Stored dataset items
»»
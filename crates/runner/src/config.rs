//! Configuration for simulation runs.
//!
//! This module defines the structures that parameterize a run. It provides:
//! 1. **Emulator Options:** Reference model, seed, instruction limit and feature switches for `emu`.
//! 2. **Run Policy:** NUMA pinning, window size, timeouts.
//! 3. **Root Config:** `RunnerConfig`, which bundles the above with the resolved tool homes.
//!
//! The CLI builds a `RunnerConfig` from flags; the same structure round-trips through JSON
//! (`xs show --json`) so a resolved configuration can be inspected or replayed.

use std::fmt;
use std::path::PathBuf;
use std::time::Duration;

use rand::Rng;
use serde::{Deserialize, Serialize};

use crate::common::constants::{DEFAULT_DIFF, MAX_SEED, NEMU_REF_NAME, SPIKE_REF_NAME};
use crate::env::HomePaths;
use crate::sim::emu;

/// Options forwarded to the `emu` executable.
#[derive(Debug, Clone, PartialEq, Eq, Serialize, Deserialize)]
pub struct EmuOptions {
    /// Stop after this many instructions (`--max-instr`).
    #[serde(default)]
    pub max_instr: Option<u64>,

    /// Reference model shared object for differential testing (`--diff`).
    #[serde(default = "EmuOptions::default_diff")]
    pub diff: String,

    /// Simulation seed (`--seed`); drawn in `0..=9999` when not given.
    #[serde(default = "EmuOptions::random_seed")]
    pub seed: u32,

    /// Simulated memory size (`--ram-size`), e.g. `8GB`.
    #[serde(default)]
    pub ram_size: Option<String>,

    /// Fork-based snapshotting for fast failure replay (`--enable-fork`).
    #[serde(default = "EmuOptions::enabled")]
    pub fork: bool,

    /// Differential testing against the reference model; off adds `--no-diff`.
    #[serde(default = "EmuOptions::enabled")]
    pub difftest: bool,

    /// Dump the debug database on exit (`--dump-db`).
    #[serde(default = "EmuOptions::enabled")]
    pub dump_db: bool,

    /// Restorer binary used for checkpoint workloads (`-r`).
    #[serde(default)]
    pub gcpt_restore_bin: Option<PathBuf>,

    /// Extra arguments appended verbatim.
    #[serde(default)]
    pub extra_args: Vec<String>,
}

impl EmuOptions {
    fn default_diff() -> String {
        DEFAULT_DIFF.to_string()
    }

    /// Draws a seed in `0..=9999`.
    pub fn random_seed() -> u32 {
        rand::thread_rng().gen_range(0..=MAX_SEED)
    }

    const fn enabled() -> bool {
        true
    }

    /// Switches the reference model to Spike.
    ///
    /// Only NEMU-based references are rewritten; a custom `diff` is kept.
    #[must_use]
    pub fn with_spike(mut self) -> Self {
        if self.diff.contains("nemu") {
            self.diff = self.diff.replace(NEMU_REF_NAME, SPIKE_REF_NAME);
        }
        self
    }
}

impl Default for EmuOptions {
    fn default() -> Self {
        Self {
            max_instr: None,
            diff: Self::default_diff(),
            seed: Self::random_seed(),
            ram_size: None,
            fork: true,
            difftest: true,
            dump_db: true,
            gcpt_restore_bin: None,
            extra_args: Vec::new(),
        }
    }
}

/// How runs are placed and bounded.
#[derive(Debug, Clone, PartialEq, Eq, Serialize, Deserialize)]
pub struct RunPolicy {
    /// Pin each run to an idle core window with `numactl`.
    #[serde(default)]
    pub numa: bool,

    /// Emulator threads; also the size of the pinned core window.
    #[serde(default = "RunPolicy::default_threads")]
    pub threads: usize,

    /// Per-run timeout in seconds.
    #[serde(default)]
    pub timeout_secs: Option<u64>,

    /// Upper bound in seconds on waiting for an idle core window.
    #[serde(default)]
    pub numa_max_wait_secs: Option<u64>,
}

impl RunPolicy {
    const fn default_threads() -> usize {
        1
    }

    /// Per-run timeout.
    pub fn timeout(&self) -> Option<Duration> {
        self.timeout_secs.map(Duration::from_secs)
    }

    /// Bound on waiting for a core window.
    pub fn numa_max_wait(&self) -> Option<Duration> {
        self.numa_max_wait_secs.map(Duration::from_secs)
    }
}

impl Default for RunPolicy {
    fn default() -> Self {
        Self {
            numa: false,
            threads: Self::default_threads(),
            timeout_secs: None,
            numa_max_wait_secs: None,
        }
    }
}

/// Root configuration for one wrapper invocation.
#[derive(Debug, Clone, PartialEq, Eq, Serialize, Deserialize)]
pub struct RunnerConfig {
    /// Resolved tool homes.
    pub homes: HomePaths,
    /// `emu` options.
    #[serde(default)]
    pub emu: EmuOptions,
    /// Placement and limits.
    #[serde(default)]
    pub run: RunPolicy,
}

impl RunnerConfig {
    /// Configuration with default options for the given homes.
    pub fn new(homes: HomePaths) -> Self {
        Self {
            homes,
            emu: EmuOptions::default(),
            run: RunPolicy::default(),
        }
    }
}

impl fmt::Display for RunnerConfig {
    fn fmt(&self, f: &mut fmt::Formatter<'_>) -> fmt::Result {
        writeln!(f, "Extra environment variables:")?;
        for (name, value) in self.homes.environment() {
            writeln!(f, "{name}: {value}")?;
        }
        writeln!(f)?;
        writeln!(f, "emu arguments:")?;
        writeln!(f, "{}", emu::option_args(&self.emu).join(" "))?;
        writeln!(f)?;
        writeln!(f, "run policy:")?;
        writeln!(
            f,
            "numa: {}  threads: {}  timeout: {}",
            self.run.numa,
            self.run.threads,
            self.run
                .timeout_secs
                .map_or_else(|| "none".to_string(), |s| format!("{s}s"))
        )
    }
}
««
EXERCISE DESCRIPTION:
Only certain lines are wanted. Please return exactly those from the top of the data through the line with "window size, timeouts.".

RESPONSE TO THE TASK:
filename crates/runner/src/config.rs
//! Configuration for simulation runs.
//!
//! This module defines the structures that parameterize a run. It provides:
//! 1. **Emulator Options:** Reference model, seed, instruction limit and feature switches for `emu`.
//! 2. **Run Policy:** NUMA pinning, window size, timeouts.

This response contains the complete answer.